Der von den Bevollmächtigten vorgenommene anwaltliche Beglaubigungsvermerk der beglaubigten Abschrift des zuzustellenden Schriftsatzes ließ nach Ansicht des AG - trotz Heftung der Abschrift und Nachheftung der Anlagen - nicht ausreichend erkennen, dass mit diesem Vermerk auch bestätigt werden solle, dass Anzahl und Inhalt der beigefügten Anlagen den dem Originalschriftsatz beigefügten Anlagen entsprechen. Der Gerichtsvollzieher sei deshalb gehalten gewesen, für eine ausreichende Beglaubigung zu sorgen. Dies habe er durch Anbringung des Beglaubigungsvermerks auf dem letzten Blatt des o.g. Schriftsatzes getan. Er habe dann durch Heftung des Schriftsatzes nebst Anlagen und Zustellungsurkunde sowie durch amtliche Siegelung kenntlich gemacht, dass eine dauernde Verbindung gewollt sei. Deren Trennung sei ohne sichtbare Spuren kaum möglich. Sie dürfte allenfalls durch einen „glücklichen Zufall“ gelingen. Zudem sei eine solche Trennung als Siegelbruch strafbar. Sämtliche zuzustellende Unterlagen seien damit von dem Beglaubigungsvermerk des Gerichtsvollziehers erfasst und so dauerhaft und fest miteinander verbunden, dass damit eine - erst durch das Tätigwerden des Gerichtsvollzieher erreichte - ausreichende Beglaubigung des zuzustellenden Schriftsatzes vorliege.

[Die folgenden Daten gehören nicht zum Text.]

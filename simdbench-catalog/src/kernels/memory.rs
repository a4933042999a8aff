//! Load, store and copy kernels over a byte buffer.
//!
//! The buffer is walked in units of `LANES` x u64 (16, 32 or 64 bytes). Each
//! loop iteration issues `ILP` independent unit transfers; a trailing partial
//! block is finished one unit at a time. After every pass the buffer pointer
//! escapes through `black_box`, so passes cannot be merged or elided.

use std::hint::black_box;

type Unit<const LANES: usize> = [u64; LANES];

#[inline(always)]
fn read_unit<const LANES: usize>(bytes: &[u8]) -> Unit<LANES> {
    debug_assert!(bytes.len() >= LANES * 8);
    // SAFETY: the slice holds at least one unit; the read is unaligned.
    unsafe { std::ptr::read_unaligned(bytes.as_ptr().cast::<Unit<LANES>>()) }
}

#[inline(always)]
fn write_unit<const LANES: usize>(bytes: &mut [u8], value: Unit<LANES>) {
    debug_assert!(bytes.len() >= LANES * 8);
    // SAFETY: the slice holds at least one unit; the write is unaligned.
    unsafe { std::ptr::write_unaligned(bytes.as_mut_ptr().cast::<Unit<LANES>>(), value) }
}

#[inline(always)]
fn fold<const LANES: usize>(acc: &mut Unit<LANES>, value: Unit<LANES>) {
    for (a, v) in acc.iter_mut().zip(value) {
        *a ^= v;
    }
}

/// Read all of `src` `n_iterations` times; returns a checksum
pub fn load<const LANES: usize, const ILP: usize>(src: &[u8], n_iterations: usize) -> u64 {
    let unit = LANES * 8;
    let mut acc = [[0u64; LANES]; ILP];

    for _ in 0..n_iterations {
        let mut blocks = src.chunks_exact(unit * ILP);
        for block in &mut blocks {
            for (i, a) in acc.iter_mut().enumerate() {
                fold(a, read_unit(&block[i * unit..]));
            }
        }
        for tail in blocks.remainder().chunks_exact(unit) {
            fold(&mut acc[0], read_unit(tail));
        }
        black_box(src.as_ptr());
    }

    acc.iter().flatten().fold(0, |x, y| x ^ y)
}

/// Overwrite all of `dst` `n_iterations` times
pub fn store<const LANES: usize, const ILP: usize>(dst: &mut [u8], n_iterations: usize) {
    let unit = LANES * 8;
    let pattern: Unit<LANES> = black_box([0x5a5a_5a5a_5a5a_5a5a; LANES]);

    for _ in 0..n_iterations {
        let mut blocks = dst.chunks_exact_mut(unit * ILP);
        for block in &mut blocks {
            for i in 0..ILP {
                write_unit(&mut block[i * unit..], pattern);
            }
        }
        for tail in blocks.into_remainder().chunks_exact_mut(unit) {
            write_unit(tail, pattern);
        }
        black_box(dst.as_mut_ptr());
    }
}

/// Copy `src` into `dst` `n_iterations` times
pub fn copy<const LANES: usize, const ILP: usize>(src: &[u8], dst: &mut [u8], n_iterations: usize) {
    let unit = LANES * 8;
    let len = src.len().min(dst.len());
    let (src, dst) = (&src[..len], &mut dst[..len]);

    for _ in 0..n_iterations {
        let mut src_blocks = src.chunks_exact(unit * ILP);
        let mut dst_blocks = dst.chunks_exact_mut(unit * ILP);
        for (from, to) in (&mut src_blocks).zip(&mut dst_blocks) {
            for i in 0..ILP {
                write_unit(&mut to[i * unit..], read_unit::<LANES>(&from[i * unit..]));
            }
        }
        let tails = src_blocks
            .remainder()
            .chunks_exact(unit)
            .zip(dst_blocks.into_remainder().chunks_exact_mut(unit));
        for (from, to) in tails {
            write_unit(to, read_unit::<LANES>(from));
        }
        black_box(dst.as_mut_ptr());
    }
}

#[cfg(test)]
mod tests {
    use super::*;

    #[test]
    fn test_store_fills_every_unit() {
        let mut buf = vec![0u8; 768];
        store::<8, 4>(&mut buf, 2);
        assert!(buf.iter().all(|&b| b == 0x5a));
    }

    #[test]
    fn test_copy_with_tail() {
        // 768 bytes = one 512-byte block plus a 256-byte tail at ILP 8
        let src: Vec<u8> = (0..768).map(|i| (i % 251) as u8).collect();
        let mut dst = vec![0u8; 768];
        copy::<8, 8>(&src, &mut dst, 1);
        assert_eq!(src, dst);
    }

    #[test]
    fn test_load_checksum_independent_of_ilp() {
        let mut src = vec![0u8; 1024];
        src[100] = 0xff;
        src[1000] = 0x0f;
        let a = load::<2, 1>(&src, 1);
        let b = load::<2, 4>(&src, 1);
        let c = load::<2, 8>(&src, 1);
        assert_eq!(a, b);
        assert_eq!(a, c);
        assert_ne!(a, 0);
    }
}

Die dafür vorgenommene Abrechnung sei nicht zu beanstanden.  

 

Praxishinweis

Soweit im Rahmen der Vollstreckung oder bei Abschlussschreiben Originalschriftsätze durch Gerichtsvollzieher (statt per Einschreiben/Rückschein) zugestellt werden sollen, empfiehlt es sich, eine Ösung der zuzustellenden beglaubigten Abschrift vorzunehmen und auf der ersten Seite des zuzustellenden Anschreibens den Beglaubigungsstempel und auf der letzten Seite den Beglaubigungsvermerk mit Unterschrift aufzunehmen. Häufig wird der Beglaubigungsvermerk auf der letzten Seite des Anschreibens nach der Grußformel (also vor den Anlagen) vorgenommen. Dies reicht nach Auffassung des AG nicht aus, um eine entsprechende Zuordnung auch der Anlagen zum Schriftstück zu gewährleisten. Neben der Ösung ist daher der Beglaubigungsvermerk auf der letzten Seite der Anlagen vorzunehmen!  

 

Ähnliche Probleme dürften sich bei der Beglaubigung von Schriftstücken im gerichtlichen Verkehr ergeben. Meist werden die Schriftsätze nach Unterschrift mit dem anwaltlichen Beglaubigungsvermerk versehen und die Seiten mit Heftklammer geheftet. Das AG würde wohl auch in diesen Fällen eine feste Verbindung z.B. durch Ösung verlangen und fordern, dass die Anlagen jeweils einzeln beglaubigt werden, soweit sie nicht mit dem Beglaubigungsvermerk des Schriftsatzes unmittelbar verbunden sind.